Suddenly, ‘Tempest’ becomes a dark and almost cruel song. Ethel isn’t there as she’s abandoned Willoughby during his worst nightmare, leaving her partner cursing her blindness towards him as she’s so wrapped up in her own trauma. He taunts her with her own ideas that she’s cursed, asking “Do you swing from your neck / With the hope someone cares?” which Anhedönia explained as him “asking if she wears the curse of her lineage so openly in a bid for sympathy or rescue.” Instead, in a moment of crisis, Ethel’s love for Willoughby comes up short as Anhedönia says, “She can’t truly help him as she’s never truly looked at him for what he truly is or what he actually needs.”

Left alone in complete fear, Willoughby says, “’Cause death, it takes too long / And I can’t wait,” repeating “waiting on my own”. Knowing that Willoughby dies during this storm, it’s unclear whether he’s killed by it, or kills himself during it, given the final message of futility as Willoughby says, “You can try and stop me, hold me / Do all the things that you do / But it’s no good.

‘Waco, Texas’

Waco, Texas. WT, Willoughby Tucker. Similar to how Preacher’s Daughter ends with ‘Strangers’, finally laying out the fate of Ethel Cain, Willoughby Tucker, I’ll Always Love You ends with a summarising track, and it’s one that fans have been awaiting a while after the initial demo was shared in 2022, though the final version is three times the length.

“As Ethel and Willoughby fall in love, they find themselves blinded to the rest of the world for a while, captivated by each other and thinking that love could keep them safe. But eventually, the real world comes knocking and everything goes up in flames,” Anhedönia said on Tumblr. She added about her own view of the couple: “Ethel sees him as being this beautiful, enamouring God and she’s deeply in love with him, but in the end she realises he’s just a broken boy and they’re both too far gone.”

And on ‘Waco, Texas’, it seems that Ethel is reckoning with that, realising how doomed the love was as she sings, “I did it to myself in hindsight.” After the storm, her own blindness to his struggles becomes clear as the romanticism of their love cannot hold, singing devastatingly, “I’ve been picking names for our children / You’ve been wondering how you’re gonna feed them / Love is not enough in this world.”

Knowing that she left Willoughby alone in his final and most fearful moments, Ethel curses herself, singing, “Are you angry? / Do you hate me? Darling, time may forgive me, but I won’t”.
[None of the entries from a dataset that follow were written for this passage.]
use async_trait::async_trait;
use domain_fleet::repository::ReservationRepo;

use super::{HistoryRepo, OrderRepo, ProgrammingRepo};

/// Opens units of work over the maintenance tables.
#[async_trait]
pub trait MaintenanceStore: Send + Sync {
    async fn begin(&self) -> anyhow::Result<Box<dyn MaintenanceTransaction>>;
}

/// One unit of work. Reads see the writes staged so far; nothing is visible
/// to other transactions until `commit`. Dropping it rolls back.
#[async_trait]
pub trait MaintenanceTransaction: Send + Sync {
    fn programmings(&self) -> &dyn ProgrammingRepo;

    fn orders(&self) -> &dyn OrderRepo;

    fn reservations(&self) -> &dyn ReservationRepo;

    fn histories(&self) -> &dyn HistoryRepo;

    async fn commit(self: Box<Self>) -> anyhow::Result<()>;
}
But in an opposing theory, there’s the question of whether Willoughby Tucker did actually die, or whether he merely left Ethel, a fate that she sees as worse than death, and so sees as grief. In the spirit of ‘Strangers’ asking as a sort of final confession, maybe that’s what this is—the ultimate reveal that Willoughby Tucker survived, but that the trauma they were both dealt made their love unlivable, partly due to Ethel’s devotion to him and the way that made her blind. But, in the end, she seems to stomach it, settling into the self-descructive surrender to her own pain that colours Preacher’s Daughter, the chapter that follows, as the final word here is one of giving in: “Cause you’re right / I can wait if I want / but it’ll never be good enough like I want to believe it is”.

And so the scene is set. When Preacher’s Daughter begins, we meet Ethel Cain still in the throes of this grief and more certain than ever that her life is cursed, leading her further down a dark path to her eventual death.